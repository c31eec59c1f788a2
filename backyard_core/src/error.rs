//! Error definitions.
use thiserror::Error;

/// Project-wise error type.
#[derive(Error, Debug, Clone, PartialEq, Eq)]
pub enum BackyardError {
    /// A fixed-capacity structure was asked to hold more elements than it was configured for.
    ///
    /// Fatal for the operation that triggered it: the structure is left untouched, but the
    /// element that did not fit is not stored anywhere by the structure itself. Usually means that
    /// the dimensions passed at construction are too small for the workload.
    #[error("Capacity of the {structure} ({capacity} elements) has been exceeded.")]
    CapacityExceeded {
        structure: &'static str,
        capacity: usize,
    },
    /// Construction parameters are inconsistent (zero-sized dimensions and such).
    #[error("Invalid configuration: {0}.")]
    InvalidConfig(&'static str),
}
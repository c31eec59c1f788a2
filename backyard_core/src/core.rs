//! Core trait declarations for the whole project.
use crate::error::BackyardError;
use std::fmt::Debug;

/// A value that can be fed into the hash functions of the project.
///
/// The value is encoded into a single 128-bit word. The encoding must be injective for the type,
/// since both hash families operate on the encoded word only.
pub trait HashInput: Copy + Eq + Debug {
    /// Number of significant low-order bytes of the encoded word.
    const WIDTH: usize;

    /// Encode the value.
    fn to_word(&self) -> u128;
}

/// An item that can be stored in the dictionary.
///
/// Restricted to values whose encoding fits into 64 bits, so that an item can be paired with a
/// table tag without losing injectivity.
pub trait Item: HashInput {}

macro_rules! impl_item_int {
    ($($t:ty => $u:ty),*) => {
        $(
            impl HashInput for $t {
                const WIDTH: usize = std::mem::size_of::<$t>();

                #[inline]
                fn to_word(&self) -> u128 {
                    // Going through the unsigned type of the same width avoids sign extension.
                    (*self as $u) as u128
                }
            }

            impl Item for $t {}
        )*
    };
}

impl_item_int!(
    u8 => u8, i8 => u8,
    u16 => u16, i16 => u16,
    u32 => u32, i32 => u32,
    u64 => u64, i64 => u64,
    usize => usize, isize => usize
);

/// Pairs are encoded as `first + second * 2 ** 64`.
impl<T: Item> HashInput for (T, bool) {
    const WIDTH: usize = u64::BITS as usize / 8 + 1;

    #[inline]
    fn to_word(&self) -> u128 {
        self.0.to_word() | ((self.1 as u128) << u64::BITS)
    }
}

impl HashInput for u128 {
    const WIDTH: usize = 16;

    #[inline]
    fn to_word(&self) -> u128 {
        *self
    }
}

impl HashInput for i128 {
    const WIDTH: usize = 16;

    #[inline]
    fn to_word(&self) -> u128 {
        *self as u128
    }
}

/// A randomized hash function that can be re-sampled in place.
///
/// Implementations own their source of randomness, so that re-sampling never depends on global
/// state and a given seed always reproduces the same sequence of functions.
pub trait HashFunction {
    /// Create a new function with the output range `[0, range)`.
    ///
    /// `seed` seeds the instance's own PRNG, which is then used to draw the initial parameters
    /// and every subsequent re-sampling.
    fn from_seed(seed: u64, range: u64) -> Self;

    /// Get the size of the output range.
    fn range(&self) -> u64;

    /// Set the size of the output range without touching the other parameters.
    fn set_range(&mut self, range: u64);

    /// Draw fresh parameters, invalidating every previously computed hash value.
    fn randomize_parameters(&mut self);

    /// Hash the given `item` into `[0, range)`.
    fn hash<T: HashInput>(&self, item: &T) -> u64;
}

/// A mutable set of items supporting constant-time operations.
pub trait Dictionary<T> {
    /// Insert the given `item`. Inserting an already present item changes nothing.
    fn insert(&mut self, item: T) -> Result<(), BackyardError>;

    /// Remove the given `item`, returns `false` if it wasn't present.
    fn remove(&mut self, item: &T) -> bool;

    /// Check whether the given `item` is present.
    fn contains(&self, item: &T) -> bool;

    /// Get the number of present items.
    fn len(&self) -> usize;

    /// Check if the dictionary is empty.
    fn is_empty(&self) -> bool {
        self.len() == 0
    }
}

#[cfg(test)]
mod tests {
    use super::*;

    #[test]
    fn test_signed_encoding_does_not_sign_extend() {
        assert_eq!((-1_i32).to_word(), u32::MAX as u128);
        assert_eq!((-1_i8).to_word(), u8::MAX as u128);
    }

    #[test]
    fn test_pair_encoding_is_injective_over_the_flag() {
        assert_ne!((7_u64, true).to_word(), (7_u64, false).to_word());
        assert_ne!((u64::MAX, false).to_word(), (0_u64, true).to_word());
        assert_eq!((7_u32, false).to_word(), 7);
        assert_eq!((7_u32, true).to_word(), 7 + (1 << 64));
    }
}
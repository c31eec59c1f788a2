//! Implements constructors for [`BackyardCuckoo`].
use crate::bins::Bins;
use crate::detector::CycleDetector;
use crate::engine::{BackyardCuckoo, Config};
use crate::queue::ConstantTimeQueue;
use backyard_core::{BackyardError, HashFunction, Item};
use log::warn;
use rand::{RngCore, SeedableRng};
use rand_xoshiro::Xoshiro256PlusPlus;

impl<T: Item, H: HashFunction> BackyardCuckoo<T, H> {
    /// Creates an empty dictionary.
    ///
    /// # Parameters
    ///
    /// - `config`: Dimensions of the structures.
    /// - `seed`: The seed for the random number generator that seeds all the hash functions.
    ///   The same seed and the same sequence of operations always produce the same layout.
    ///
    /// # Errors
    ///
    /// - [`BackyardError::InvalidConfig`] if `config` doesn't pass [`Config::validate`].
    pub fn new(config: &Config, seed: u64) -> Result<Self, BackyardError> {
        config.validate()?;

        if config.detector_elements < config.insert_iterations {
            warn!(
                "Cycle detector holds {} pairs but an insertion may perform {} steps, \
                 long eviction chains will fail with a capacity violation",
                config.detector_elements, config.insert_iterations,
            );
        }

        let mut rng = Xoshiro256PlusPlus::seed_from_u64(seed);
        let table_size = config.cuckoo_table_size;

        Ok(Self {
            bins: Bins::new(config.num_bins, config.bin_capacity, rng.next_u64()),
            tables: [
                vec![None; table_size].into_boxed_slice(),
                vec![None; table_size].into_boxed_slice(),
            ],
            table_hashers: [
                H::from_seed(rng.next_u64(), table_size as u64),
                H::from_seed(rng.next_u64(), table_size as u64),
            ],
            queue: ConstantTimeQueue::new(config.queue_n, config.queue_k, rng.next_u64()),
            detector: CycleDetector::new(
                config.detector_elements,
                config.detector_n,
                config.detector_k,
                rng.next_u64(),
            ),
            insert_iterations: config.insert_iterations,
            len: 0,
        })
    }
}
//! Data generation utilities useful for testing and benchmarking.
use rand::Rng;
use std::collections::HashSet;
use std::hash::Hash;

/// Provides capabilities to generate random values of the implementer-type.
pub trait Generate<R: Rng>: Sized {
    /// Parameters for data-generation specific for the type.
    type GenerateParams: Default;

    /// Generates a single random value of the type.
    fn generate(rng: &mut R, params: &Self::GenerateParams) -> Self;

    /// Generates a vector of **unique** random values of the type in generation order.
    ///
    /// # Panics
    ///
    /// - If `params` don't allow for `size` unique values the call never returns, so keep the
    ///   requested size well below the size of the domain.
    fn generate_many(rng: &mut R, params: &Self::GenerateParams, size: usize) -> Vec<Self>
    where
        Self: Hash + Eq + Clone,
    {
        let mut seen = HashSet::with_capacity(size);
        let mut values = Vec::with_capacity(size);
        while values.len() < size {
            let value = Self::generate(rng, params);
            if seen.insert(value.clone()) {
                values.push(value);
            }
        }
        values
    }
}

/// Parameters for [`Generate`] implementations that generate numeric values.
pub struct NumParams<T> {
    min: T,
    max: T,
}

impl<T> NumParams<T> {
    /// Creates a new instance of [`NumParams`] with the specified minimum and maximum values.
    pub fn new(min: T, max: T) -> Self {
        Self { min, max }
    }
}

macro_rules! impl_generate_num {
    ($($type:ty),*) => {
        $(
            impl Default for NumParams<$type> {
                fn default() -> Self {
                    Self { min: <$type>::MIN, max: <$type>::MAX }
                }
            }

            impl<R: Rng> Generate<R> for $type
            {
                type GenerateParams = NumParams<$type>;

                fn generate(rng: &mut R, params: &Self::GenerateParams) -> Self {
                    rng.random_range(params.min..=params.max)
                }
            }

            impl<R: Rng> Generate<R> for ($type, bool) {
                type GenerateParams = NumParams<$type>;

                fn generate(rng: &mut R, params: &Self::GenerateParams) -> Self {
                    (<$type as Generate<R>>::generate(rng, params), rng.random())
                }
            }
        )*
    };
}

impl_generate_num!(u8, i8, u16, i16, u32, i32, u64, i64);

#[cfg(test)]
mod tests {
    use super::*;
    use compose_idents::compose_idents;
    use rand::SeedableRng;
    use rand_chacha::ChaCha20Rng;

    #[test]
    fn test_generate_many_is_unique_and_bounded() {
        let mut rng = ChaCha20Rng::seed_from_u64(0);
        let values = u32::generate_many(&mut rng, &NumParams::new(10, 60), 50);

        assert_eq!(values.iter().collect::<HashSet<_>>().len(), 50);
        assert!(values.iter().all(|v| (10..=60).contains(v)));
    }

    macro_rules! impl_test_generate_pairs {
        ($type:ty) => {
            compose_idents!(test_fn = [test_generate_pairs_, $type], {
                #[test]
                fn test_fn() {
                    let mut rng = ChaCha20Rng::seed_from_u64(1);
                    let params = NumParams::<$type>::new(0, 9);
                    let pairs = <($type, bool)>::generate_many(&mut rng, &params, 20);

                    // The whole domain is 10 values times 2 flags.
                    assert_eq!(pairs.iter().collect::<HashSet<_>>().len(), 20);
                    assert!(pairs.iter().any(|(_, flag)| *flag));
                    assert!(pairs.iter().any(|(_, flag)| !*flag));
                    assert!(pairs.iter().all(|(value, _)| (0..=9).contains(value)));
                }
            });
        };
    }

    impl_test_generate_pairs!(u8);
    impl_test_generate_pairs!(i32);
    impl_test_generate_pairs!(u64);
}
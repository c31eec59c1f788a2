//! Cycle detection for eviction chains.
use crate::collection::ConstantTimeCollection;
use backyard_core::{BackyardError, HashInput};

/// Records the `(item, table)` pairs displaced during an eviction chain and reports when the
/// chain keeps revisiting them.
///
/// A chain that revisits a pair once may still terminate (a cuckoo walk can pass through a cycle
/// and come back out of it), so the first repeat is only remembered. Only a repeat observed while
/// that is remembered is reported.
#[derive(Debug, Clone)]
pub struct CycleDetector<T> {
    seen: ConstantTimeCollection<T>,
    duplicate: bool,
}

impl<T: HashInput> CycleDetector<T> {
    /// Create an empty detector, see [`ConstantTimeCollection::new`] for the parameters.
    pub fn new(max_elements: usize, n: usize, k: usize, seed: u64) -> Self {
        Self {
            seen: ConstantTimeCollection::new(max_elements, n, k, seed),
            duplicate: false,
        }
    }

    /// Record the `item`.
    ///
    /// # Errors
    ///
    /// - [`BackyardError::CapacityExceeded`] if the chain has recorded more distinct items than
    ///   the detector was sized for.
    pub fn insert(&mut self, item: T) -> Result<(), BackyardError> {
        self.seen.insert(item)
    }

    /// Check whether the `item` has been recorded, with second-hit semantics.
    ///
    /// # Notes
    ///
    /// - The first hit since the last [`CycleDetector::reset`] returns `false` and arms the
    ///   detector, every hit after that returns `true`. That's why the method takes `&mut self`.
    pub fn contains(&mut self, item: &T) -> bool {
        if !self.seen.contains(item) {
            return false;
        }
        if self.duplicate {
            true
        } else {
            self.duplicate = true;
            false
        }
    }

    /// Forget all recorded items and disarm the detector.
    pub fn reset(&mut self) {
        self.seen.clear();
        self.duplicate = false;
    }

    /// Number of recorded items.
    pub fn len(&self) -> usize {
        self.seen.len()
    }

    pub fn is_empty(&self) -> bool {
        self.seen.is_empty()
    }

    pub fn capacity(&self) -> usize {
        self.seen.capacity()
    }
}
//! Table-driven hashing in the spirit of tabulation/tornado hashing.
//!
//! Every input byte selects a random 64-bit word from its own lookup table and the words are
//! XOR-folded together. A second pass then folds the bytes of the intermediate hash through the
//! same tables, which spreads small input differences over the whole word.
//!
//! Much faster than [`super::CarterWegmanHash`] but without a proven independence guarantee,
//! so it is used for bulk placement (bins and cuckoo tables) only.
use super::common::{NUM_TORNADO_TABLES, TORNADO_TABLE_SIZE};
use backyard_core::{HashFunction, HashInput};
use rand::{RngCore, SeedableRng};
use rand_xoshiro::Xoshiro256PlusPlus;

/// Lookup tables of a single function.
pub type TornadoTables = [[u64; TORNADO_TABLE_SIZE]; NUM_TORNADO_TABLES];

/// Hashes the lowest `width` bytes of `word` into a full 64-bit value.
#[inline]
pub fn tornado(word: u128, width: usize, tables: &TornadoTables) -> u64 {
    debug_assert!(width <= 16, r#""width" must be <= 16"#);

    let bytes = word.to_le_bytes();
    let mut hash: u64 = 0;
    for (i, &byte) in bytes[..width].iter().enumerate() {
        // Bytes past the eighth reuse the tables, rotated to keep them apart from the first ones.
        hash ^= tables[i % NUM_TORNADO_TABLES][byte as usize]
            .rotate_left(8 * (i / NUM_TORNADO_TABLES) as u32);
    }

    let mut derived = hash;
    for (i, &byte) in hash.to_le_bytes().iter().enumerate() {
        derived ^= tables[i][byte as usize].rotate_left(u32::BITS);
    }
    derived
}

/// Re-samplable tornado hash function.
#[derive(Debug, Clone)]
pub struct TornadoHash {
    rng: Xoshiro256PlusPlus,
    range: u64,
    tables: Box<TornadoTables>,
}

impl TornadoHash {
    fn fill_tables(&mut self) {
        for table in self.tables.iter_mut() {
            for word in table.iter_mut() {
                *word = self.rng.next_u64();
            }
        }
    }
}

impl HashFunction for TornadoHash {
    fn from_seed(seed: u64, range: u64) -> Self {
        debug_assert!(range > 0, r#""range" must be greater than 0"#);

        let mut hasher = Self {
            rng: Xoshiro256PlusPlus::seed_from_u64(seed),
            range,
            tables: Box::new([[0; TORNADO_TABLE_SIZE]; NUM_TORNADO_TABLES]),
        };
        hasher.fill_tables();
        hasher
    }

    fn range(&self) -> u64 {
        self.range
    }

    fn set_range(&mut self, range: u64) {
        debug_assert!(range > 0, r#""range" must be greater than 0"#);
        self.range = range;
    }

    fn randomize_parameters(&mut self) {
        self.fill_tables();
    }

    #[inline]
    fn hash<T: HashInput>(&self, item: &T) -> u64 {
        tornado(item.to_word(), T::WIDTH, &self.tables) % self.range
    }
}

————

[Exercise details] Each line of the data that holds the word "crate" should be copied.

[Result of the task]
use crate::error::BackyardError;
use crate::bins::Bins;
use crate::detector::CycleDetector;
use crate::engine::{BackyardCuckoo, Config};
use crate::queue::ConstantTimeQueue;
use crate::collection::ConstantTimeCollection;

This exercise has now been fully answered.